Point de danse du ventre, aucune envolée philosophique ni intellect forcé. Desplechin filme des visages torturés et des mots cloisonnés. Toujours avec une rapidité d’exécution qui donne le vertige, qui prend le spectateur par les épaules et qui lui susurre à l’oreille des phrases salaces, des trucs immondes et des vérités dérangeantes. La beauté de ce cinéma rentre-dedans réside surtout dans une mise en scène qui ne peut que décoiffer les retardataires, les obligeant à se poser quelques minutes et à tenter de comprendre les raisons qui poussent Junon (une Deneuve royale) à vomir sur son fils Henri (magistral Amalric). Séquence qui restera comme l’une des plus cinglantes que le cinéma français ait produite depuis des décennies, même si son auteur avait déjà, dans Comment je me suis disputé, utilisé la férocité des mots et la raideur du jeu d’acteurs dans la séquence de la quincaillerie où Amalric et Thibaut de Montalembert conversaient sur les fellations et autres sodomies dans leurs rapports sexuels.

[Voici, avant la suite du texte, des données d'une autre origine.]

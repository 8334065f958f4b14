use super::MaxCount;
use crate::errors::Result;
use crate::{ClusteringResult, DistanceFunction, KMeans, KMeansConfig, Primitive};

pub(crate) struct UnknownK;
impl UnknownK {
    /// Elbow search over `min_k..=max_k`, using the consensus strategy for every k.
    ///
    /// Starting at **min_k**, k is raised until the configured abort strategy decides that the
    /// gain in average distance is no longer worth it; the result for the k before that is
    /// returned. With `max_k <= 3` there is nothing meaningful to compare, so **max_k** is used.
    pub fn calculate<R, T, D>(data: &KMeans<R, T, D>, min_k: usize, max_k: usize, config: &KMeansConfig<'_, T>) -> Result<ClusteringResult<T>>
    where
        R: Copy + Send + Sync,
        T: Primitive,
        D: DistanceFunction<R, T>,
    {
        if max_k <= 3 {
            let result = MaxCount::calculate(data, max_k, config)?;
            (config.k_done)(&result);
            return Ok(result);
        }

        let mut abort_strategy = config.elbow.create_logic();
        let mut last = MaxCount::calculate(data, min_k, config)?;
        (config.k_done)(&last);
        abort_strategy.next(last.average_distance);

        for k in min_k + 1..=max_k {
            let next = MaxCount::calculate(data, k, config)?;
            (config.k_done)(&next);
            if !abort_strategy.next(next.average_distance) {
                return Ok(last);
            }
            last = next;
        }
        Ok(last)
    }
}

#[cfg(test)]
mod tests {
    use super::*;
    use crate::{AbortStrategy, EuclideanDistance};
    use rand::prelude::*;
    use std::sync::Mutex;

    /// Two far apart groups of uniform noise in many dimensions. Splitting a group only
    /// removes a small share of its spread, so the elbow is at k = 2.
    fn noisy_blobs(per_blob: usize, dims: usize, seed: u64) -> Vec<f64> {
        let mut rnd = StdRng::seed_from_u64(seed);
        let mut samples = Vec::with_capacity(2 * per_blob * dims);
        for offset in [0.0, 100.0] {
            for _ in 0..per_blob * dims {
                samples.push(offset + rnd.gen::<f64>());
            }
        }
        samples
    }

    #[test]
    fn finds_two_clusters() {
        let kmean: KMeans<f64, f64> = KMeans::new(noisy_blobs(50, 64, 17), 100, 64, EuclideanDistance).unwrap();
        let evaluated = Mutex::new(Vec::new());
        let on_k = |r: &ClusteringResult<f64>| evaluated.lock().unwrap().push(r.k);
        let conf = KMeansConfig::build()
            .random_generator(StdRng::seed_from_u64(2))
            .k_done(&on_k)
            .build();
        let result = kmean.fit_unknown_k(2, 6, &conf).unwrap();
        assert_eq!(result.k, 2);
        assert_eq!(result.centroid_frequency, vec![50, 50]);
        assert_eq!(*evaluated.lock().unwrap(), vec![2, 3]);
    }

    #[test]
    fn small_range_uses_max_k() {
        let kmean: KMeans<u8, f64> = KMeans::new(vec![0, 1, 50, 51, 100, 101], 6, 1, EuclideanDistance).unwrap();
        let evaluated = Mutex::new(Vec::new());
        let on_k = |r: &ClusteringResult<f64>| evaluated.lock().unwrap().push(r.k);
        let conf = KMeansConfig::build().random_generator(StdRng::seed_from_u64(5)).k_done(&on_k).build();
        let result = kmean.fit_unknown_k(1, 3, &conf).unwrap();
        assert_eq!(result.k, 3);
        assert_eq!(result.assignments[0], 0);
        assert!(result.assignments.iter().all(|&c| c < 3));
        assert_eq!(*evaluated.lock().unwrap(), vec![3]);
    }

    #[test]
    fn abort_strategy_decides_where_to_stop() {
        let kmean: KMeans<f64, f64> = KMeans::new(noisy_blobs(8, 2, 6), 16, 2, EuclideanDistance).unwrap();

        let conf = KMeansConfig::build()
            .random_generator(StdRng::seed_from_u64(9))
            .attempts(5)
            .elbow(AbortStrategy::NoImprovement { threshold: f64::INFINITY })
            .build();
        assert_eq!(kmean.fit_unknown_k(2, 6, &conf).unwrap().k, 2);

        let conf = KMeansConfig::build()
            .random_generator(StdRng::seed_from_u64(9))
            .attempts(5)
            .elbow(AbortStrategy::NoImprovement { threshold: f64::NEG_INFINITY })
            .build();
        assert_eq!(kmean.fit_unknown_k(2, 6, &conf).unwrap().k, 6);
    }

    #[test]
    fn single_k_range() {
        let kmean: KMeans<f64, f64> = KMeans::new(noisy_blobs(10, 2, 4), 20, 2, EuclideanDistance).unwrap();
        let conf = KMeansConfig::build().random_generator(StdRng::seed_from_u64(1)).attempts(5).build();
        let result = kmean.fit_unknown_k(4, 4, &conf).unwrap();
        assert_eq!(result.k, 4);
    }
}
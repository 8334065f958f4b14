//! # kmeans-consensus - API documentation
//!
//! Small library for k-means clustering of arbitrary vector-like data (bytes, measurements, pixel
//! shades, ...), built around many cheap randomized Lloyd runs instead of one expensive one.
//!
//! ## Design target
//! Samples are given using a raw row-major vector of any component type. How a raw component is
//! turned into a real-valued centroid coordinate, and how the distance between a sample and a
//! centroid is measured, are both pluggable through the [`DistanceFunction`] trait.
//! Raw components and centroid values are two distinct types, connected only by
//! [`DistanceFunction::to_value`].
//!
//! ## Supported calculations
//! Lloyd's iteration only finds a local optimum, and the one it finds depends on its random
//! initialization. Therefore each calculation runs multiple independent attempts (in parallel)
//! and picks one result:
//! - **min-distance**: the attempt with the lowest average distance ([`Strategy::MinDistance`])
//! - **consensus**: the partition found most often ([`Strategy::MaxCount`])
//! - **unknown k**: elbow search for the amount of clusters ([`KMeans::fit_unknown_k`])
//!
//! To compare partitions across attempts, cluster indices are always in canonical form: clusters are
//! numbered in order of their first appearance in the samples (see [`relabel`]).
//!
//! ## Supported value types
//! - [`f32`]
//! - [`f64`]
//!
//! ## Example
//! ```rust
//! use kmeans_consensus::*;
//! use rand::prelude::*;
//!
//! let (sample_cnt, sample_dims, k) = (2000, 8, 4);
//!
//! // Generate some random byte data
//! let mut rnd = StdRng::seed_from_u64(1337);
//! let mut samples = vec![0u8; sample_cnt * sample_dims];
//! samples.iter_mut().for_each(|v| *v = rnd.gen());
//!
//! let kmean: KMeans<u8, f64> = KMeans::new(samples, sample_cnt, sample_dims, EuclideanDistance).unwrap();
//! let conf = KMeansConfig::build()
//!     .random_generator(rnd)
//!     .strategy(Strategy::MinDistance)
//!     .build();
//! let result = kmean.fit(k, &conf).unwrap();
//!
//! println!("Centroids: {:?}", result.centroids);
//! println!("Cluster-Assignments: {:?}", result.assignments);
//! println!("Average distance: {}", result.average_distance);
//! ```
//!
//! ## Example (using the status event callbacks)
//! ```rust
//! use kmeans_consensus::*;
//!
//! let rows = vec![[0u8, 0], [1, 1], [0, 1], [100, 100], [101, 100], [100, 101], [200, 0], [201, 1]];
//! let kmean: KMeans<u8, f64> = KMeans::from_rows(&rows, EuclideanDistance).unwrap();
//!
//! let conf = KMeansConfig::build()
//!     .attempt_done(&|r, nr| println!("Attempt {} - Average distance: {:.2}", nr, r.average_distance))
//!     .k_done(&|r| println!("k = {} - Average distance: {:.2}", r.k, r.average_distance))
//!     .build();
//! let result = kmean.fit_unknown_k(2, 5, &conf).unwrap();
//!
//! println!("Selected k: {}", result.k);
//! ```
//!
//! ## Short API-Overview / Description
//! Entry-point of the library is the [`KMeans`] struct, which takes over the samples and the metric.
//! Its methods do not mutate it; each calculation creates fresh [`ClusteringResult`] instances.
//! All options (random generator, strategy, amount of attempts, callbacks, ...) are passed using a
//! [`KMeansConfig`], created through [`KMeansConfig::build`].
//!
//! For reproducible results, pass a seeded generator: each attempt gets its own generator seeded
//! from it, so results do not depend on the amount of worker threads.

#[macro_use] mod helpers;
mod primitive;
mod errors;
mod api;
mod distances;
mod inits;
mod variants;
mod strategies;
mod abort_strategy;
pub mod relabel;

pub use abort_strategy::AbortStrategy;
pub use api::{ClusteringResult, KMeans, KMeansConfig, KMeansConfigBuilder, Strategy};
pub use api::{AttemptDoneCallbackFn, InitDoneCallbackFn, IterationDoneCallbackFn, KDoneCallbackFn};
pub use distances::{centroid_distance, nearest_centroid, DistanceFunction, EuclideanDistance, FnDistance, HistogramDistance};
pub use errors::{ArgumentError, KMeansError, Result};
pub use primitive::Primitive;
pub use relabel::{assignment_distance, relabel};


#[cfg(test)]
mod tests {
    use super::*;
    use crate::helpers::testing::assert_same_partition;
    use rand::prelude::*;

    #[test]
    fn custom_metric_end_to_end() {
        // Only the first dimension counts
        let metric = FnDistance::new(
            |p: &[u8], c: &[f64]| (p[0] as f64 - c[0]).powi(2),
            |raw: u8| raw as f64,
        );
        let rows = vec![[0u8, 255], [1, 0], [2, 128], [90, 0], [91, 255], [92, 7]];
        let kmean: KMeans<u8, f64, _> = KMeans::from_rows(&rows, metric).unwrap();
        let conf = KMeansConfig::build()
            .random_generator(StdRng::seed_from_u64(3))
            .strategy(Strategy::MaxCount)
            .build();
        let result = kmean.fit(2, &conf).unwrap();
        assert_same_partition(&[5, 5, 5, 7, 7, 7], &result.assignments);
        assert_eq!(result.centroid(0), Some(&[1.0, 383.0 / 3.0][..]));
        assert_eq!(kmean.nearest_centroid(&[89, 1], &result.centroids), Ok(1));
    }

    #[test]
    fn histogram_samples() {
        let rows = vec![[4u32, 0, 0, 0], [3, 1, 0, 0], [0, 0, 1, 3], [0, 0, 0, 4]];
        let kmean: KMeans<u32, f32, _> = KMeans::from_rows(&rows, HistogramDistance).unwrap();
        let conf = KMeansConfig::build().random_generator(StdRng::seed_from_u64(8)).build();
        let result = kmean.fit(2, &conf).unwrap();
        assert_eq!(result.assignments, vec![0, 0, 1, 1]);
    }
}
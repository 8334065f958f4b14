use num::{Float, NumCast};
use std::{
    fmt::{Debug, Display},
    iter::Sum,
    ops::{AddAssign, SubAssign},
};

/// Real-valued type used for centroid coordinates and distances.
pub trait Primitive: Float + NumCast + AddAssign + SubAssign + Sum
                + Default + Display + Debug + Send + Sync + 'static {
    /// Convert a cluster size into the value type, for averaging.
    fn from_count(count: usize) -> Self;
}
impl Primitive for f32 {
    #[inline(always)] fn from_count(count: usize) -> Self { count as f32 }
}
impl Primitive for f64 {
    #[inline(always)] fn from_count(count: usize) -> Self { count as f64 }
}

Un conte de Noël est une œuvre fondamentale dans la filmographie de Desplechin, car elle annonce une nouvelle ère, une nouvelle pensée chez cet auteur qui a toujours fait le même film et ce depuis La Sentinelle. Effectivement, plus de complots ni de capture d’écran d’un quotidien chez les bobos, mais toujours cette capacité à briser l’espace, à triturer les images, à étrangler ses acteurs par le biais d’un montage mordant et qui ne donne pas le temps de respirer. Le spectateur s’essouffle tandis que la narration dense d’Un conte de Noël tournoie dans son esprit. Toujours être attentif, ne jamais mordre la poussière et lever inlassablement la tête pour mieux cerner cette raison de vivre. Comme dans une soirée bien arrosée, il faut garder l’équilibre, ne pas se plier aux exigences des autres, défaut que seul Henri, personnage shakespearien, possède en son for intérieur.
Un conte de Noël sent les odeurs d’un bois pourri, rongé par l’ombre de la Mort qui plane au-dessus de corps élancés. Desplechin, une fois de plus, frappe fort et nous convie à une Party aussi vacillante que gracieuse. Comme disait le poète, What’s goin’on!